Materials provided ▸
☆ ☆ ☆ ☆
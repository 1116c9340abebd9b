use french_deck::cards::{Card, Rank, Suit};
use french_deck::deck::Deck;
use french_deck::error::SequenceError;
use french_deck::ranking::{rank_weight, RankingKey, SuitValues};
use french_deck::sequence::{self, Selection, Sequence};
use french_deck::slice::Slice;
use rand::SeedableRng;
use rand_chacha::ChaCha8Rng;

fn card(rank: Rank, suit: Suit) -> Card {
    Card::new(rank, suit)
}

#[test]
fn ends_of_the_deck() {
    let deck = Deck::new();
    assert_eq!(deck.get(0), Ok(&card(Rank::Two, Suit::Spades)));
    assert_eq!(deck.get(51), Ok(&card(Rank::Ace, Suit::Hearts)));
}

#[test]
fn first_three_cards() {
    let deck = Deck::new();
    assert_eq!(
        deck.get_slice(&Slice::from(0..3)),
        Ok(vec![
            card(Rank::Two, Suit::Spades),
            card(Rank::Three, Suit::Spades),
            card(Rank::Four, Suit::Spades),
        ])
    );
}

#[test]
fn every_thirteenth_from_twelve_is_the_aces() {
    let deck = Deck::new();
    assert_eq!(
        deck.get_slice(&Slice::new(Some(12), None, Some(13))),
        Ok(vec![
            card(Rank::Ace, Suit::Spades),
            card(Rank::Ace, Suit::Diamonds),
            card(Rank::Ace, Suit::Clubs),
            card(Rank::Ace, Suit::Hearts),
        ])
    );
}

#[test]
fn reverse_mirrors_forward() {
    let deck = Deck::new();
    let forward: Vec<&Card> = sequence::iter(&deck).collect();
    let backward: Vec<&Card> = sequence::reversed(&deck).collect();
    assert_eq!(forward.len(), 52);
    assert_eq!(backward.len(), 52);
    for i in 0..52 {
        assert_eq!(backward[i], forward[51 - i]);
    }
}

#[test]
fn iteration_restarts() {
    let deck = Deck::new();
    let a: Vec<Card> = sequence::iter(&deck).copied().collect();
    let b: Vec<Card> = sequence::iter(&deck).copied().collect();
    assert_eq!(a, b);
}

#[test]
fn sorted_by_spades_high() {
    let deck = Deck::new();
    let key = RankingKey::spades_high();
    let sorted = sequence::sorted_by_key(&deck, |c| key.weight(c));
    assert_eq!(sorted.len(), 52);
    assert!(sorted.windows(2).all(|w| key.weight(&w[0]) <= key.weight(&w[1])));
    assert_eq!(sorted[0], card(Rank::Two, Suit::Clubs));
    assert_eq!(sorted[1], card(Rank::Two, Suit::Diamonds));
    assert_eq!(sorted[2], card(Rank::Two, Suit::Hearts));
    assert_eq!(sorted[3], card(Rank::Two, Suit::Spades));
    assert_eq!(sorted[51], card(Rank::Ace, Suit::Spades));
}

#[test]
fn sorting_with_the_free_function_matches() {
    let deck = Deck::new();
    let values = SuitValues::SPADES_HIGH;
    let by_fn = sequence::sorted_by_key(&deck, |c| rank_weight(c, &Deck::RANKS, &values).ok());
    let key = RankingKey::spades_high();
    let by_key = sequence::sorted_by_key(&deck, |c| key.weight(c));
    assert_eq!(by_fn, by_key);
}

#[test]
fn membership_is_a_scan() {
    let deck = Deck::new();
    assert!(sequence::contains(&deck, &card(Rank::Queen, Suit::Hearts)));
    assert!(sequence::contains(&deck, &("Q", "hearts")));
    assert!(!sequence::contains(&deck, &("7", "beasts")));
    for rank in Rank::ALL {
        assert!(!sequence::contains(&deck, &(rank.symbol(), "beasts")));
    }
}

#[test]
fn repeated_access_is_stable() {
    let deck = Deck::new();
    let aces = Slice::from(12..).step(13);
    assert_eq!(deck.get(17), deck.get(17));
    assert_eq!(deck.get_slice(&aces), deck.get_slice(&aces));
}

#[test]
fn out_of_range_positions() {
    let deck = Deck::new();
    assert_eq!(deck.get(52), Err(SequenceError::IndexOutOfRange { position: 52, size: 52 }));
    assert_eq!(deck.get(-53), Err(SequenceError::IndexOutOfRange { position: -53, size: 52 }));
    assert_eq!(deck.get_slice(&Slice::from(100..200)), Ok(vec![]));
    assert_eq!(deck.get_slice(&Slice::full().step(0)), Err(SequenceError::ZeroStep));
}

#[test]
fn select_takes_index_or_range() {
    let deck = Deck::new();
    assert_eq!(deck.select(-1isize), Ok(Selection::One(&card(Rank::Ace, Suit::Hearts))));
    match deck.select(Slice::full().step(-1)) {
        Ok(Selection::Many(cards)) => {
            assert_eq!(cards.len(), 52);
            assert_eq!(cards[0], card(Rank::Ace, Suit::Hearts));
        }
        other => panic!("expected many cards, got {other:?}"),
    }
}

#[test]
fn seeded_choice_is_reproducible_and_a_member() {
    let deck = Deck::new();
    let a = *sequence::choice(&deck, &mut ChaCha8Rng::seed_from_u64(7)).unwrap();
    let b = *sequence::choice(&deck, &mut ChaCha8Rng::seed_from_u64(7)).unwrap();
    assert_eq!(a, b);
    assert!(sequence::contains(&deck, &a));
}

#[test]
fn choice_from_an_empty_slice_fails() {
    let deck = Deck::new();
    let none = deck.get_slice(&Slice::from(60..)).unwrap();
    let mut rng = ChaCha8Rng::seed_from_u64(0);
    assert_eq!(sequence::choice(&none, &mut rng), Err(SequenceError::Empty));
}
☆ ☆ ☆ ☆
Work required ▸
Having read the material, set all of it down again without a single difference.

Problem solution ▸
repository 1116c9340abebd9b
use french_deck::cards::{Card, Rank, Suit};
use french_deck::deck::Deck;
use french_deck::error::SequenceError;
use french_deck::ranking::{rank_weight, RankingKey, SuitValues};
use french_deck::sequence::{self, Selection, Sequence};
use french_deck::slice::Slice;
use rand::SeedableRng;
use rand_chacha::ChaCha8Rng;

fn card(rank: Rank, suit: Suit) -> Card {
    Card::new(rank, suit)
}

#[test]
fn ends_of_the_deck() {
    let deck = Deck::new();
    assert_eq!(deck.get(0), Ok(&card(Rank::Two, Suit::Spades)));
    assert_eq!(deck.get(51), Ok(&card(Rank::Ace, Suit::Hearts)));
}

#[test]
fn first_three_cards() {
    let deck = Deck::new();
    assert_eq!(
        deck.get_slice(&Slice::from(0..3)),
        Ok(vec![
            card(Rank::Two, Suit::Spades),
            card(Rank::Three, Suit::Spades),
            card(Rank::Four, Suit::Spades),
        ])
    );
}

#[test]
fn every_thirteenth_from_twelve_is_the_aces() {
    let deck = Deck::new();
    assert_eq!(
        deck.get_slice(&Slice::new(Some(12), None, Some(13))),
        Ok(vec![
            card(Rank::Ace, Suit::Spades),
            card(Rank::Ace, Suit::Diamonds),
            card(Rank::Ace, Suit::Clubs),
            card(Rank::Ace, Suit::Hearts),
        ])
    );
}

#[test]
fn reverse_mirrors_forward() {
    let deck = Deck::new();
    let forward: Vec<&Card> = sequence::iter(&deck).collect();
    let backward: Vec<&Card> = sequence::reversed(&deck).collect();
    assert_eq!(forward.len(), 52);
    assert_eq!(backward.len(), 52);
    for i in 0..52 {
        assert_eq!(backward[i], forward[51 - i]);
    }
}

#[test]
fn iteration_restarts() {
    let deck = Deck::new();
    let a: Vec<Card> = sequence::iter(&deck).copied().collect();
    let b: Vec<Card> = sequence::iter(&deck).copied().collect();
    assert_eq!(a, b);
}

#[test]
fn sorted_by_spades_high() {
    let deck = Deck::new();
    let key = RankingKey::spades_high();
    let sorted = sequence::sorted_by_key(&deck, |c| key.weight(c));
    assert_eq!(sorted.len(), 52);
    assert!(sorted.windows(2).all(|w| key.weight(&w[0]) <= key.weight(&w[1])));
    assert_eq!(sorted[0], card(Rank::Two, Suit::Clubs));
    assert_eq!(sorted[1], card(Rank::Two, Suit::Diamonds));
    assert_eq!(sorted[2], card(Rank::Two, Suit::Hearts));
    assert_eq!(sorted[3], card(Rank::Two, Suit::Spades));
    assert_eq!(sorted[51], card(Rank::Ace, Suit::Spades));
}

#[test]
fn sorting_with_the_free_function_matches() {
    let deck = Deck::new();
    let values = SuitValues::SPADES_HIGH;
    let by_fn = sequence::sorted_by_key(&deck, |c| rank_weight(c, &Deck::RANKS, &values).ok());
    let key = RankingKey::spades_high();
    let by_key = sequence::sorted_by_key(&deck, |c| key.weight(c));
    assert_eq!(by_fn, by_key);
}

#[test]
fn membership_is_a_scan() {
    let deck = Deck::new();
    assert!(sequence::contains(&deck, &card(Rank::Queen, Suit::Hearts)));
    assert!(sequence::contains(&deck, &("Q", "hearts")));
    assert!(!sequence::contains(&deck, &("7", "beasts")));
    for rank in Rank::ALL {
        assert!(!sequence::contains(&deck, &(rank.symbol(), "beasts")));
    }
}

#[test]
fn repeated_access_is_stable() {
    let deck = Deck::new();
    let aces = Slice::from(12..).step(13);
    assert_eq!(deck.get(17), deck.get(17));
    assert_eq!(deck.get_slice(&aces), deck.get_slice(&aces));
}

#[test]
fn out_of_range_positions() {
    let deck = Deck::new();
    assert_eq!(deck.get(52), Err(SequenceError::IndexOutOfRange { position: 52, size: 52 }));
    assert_eq!(deck.get(-53), Err(SequenceError::IndexOutOfRange { position: -53, size: 52 }));
    assert_eq!(deck.get_slice(&Slice::from(100..200)), Ok(vec![]));
    assert_eq!(deck.get_slice(&Slice::full().step(0)), Err(SequenceError::ZeroStep));
}

#[test]
fn select_takes_index_or_range() {
    let deck = Deck::new();
    assert_eq!(deck.select(-1isize), Ok(Selection::One(&card(Rank::Ace, Suit::Hearts))));
    match deck.select(Slice::full().step(-1)) {
        Ok(Selection::Many(cards)) => {
            assert_eq!(cards.len(), 52);
            assert_eq!(cards[0], card(Rank::Ace, Suit::Hearts));
        }
        other => panic!("expected many cards, got {other:?}"),
    }
}

#[test]
fn seeded_choice_is_reproducible_and_a_member() {
    let deck = Deck::new();
    let a = *sequence::choice(&deck, &mut ChaCha8Rng::seed_from_u64(7)).unwrap();
    let b = *sequence::choice(&deck, &mut ChaCha8Rng::seed_from_u64(7)).unwrap();
    assert_eq!(a, b);
    assert!(sequence::contains(&deck, &a));
}

#[test]
fn choice_from_an_empty_slice_fails() {
    let deck = Deck::new();
    let none = deck.get_slice(&Slice::from(60..)).unwrap();
    let mut rng = ChaCha8Rng::seed_from_u64(0);
    assert_eq!(sequence::choice(&none, &mut rng), Err(SequenceError::Empty));
}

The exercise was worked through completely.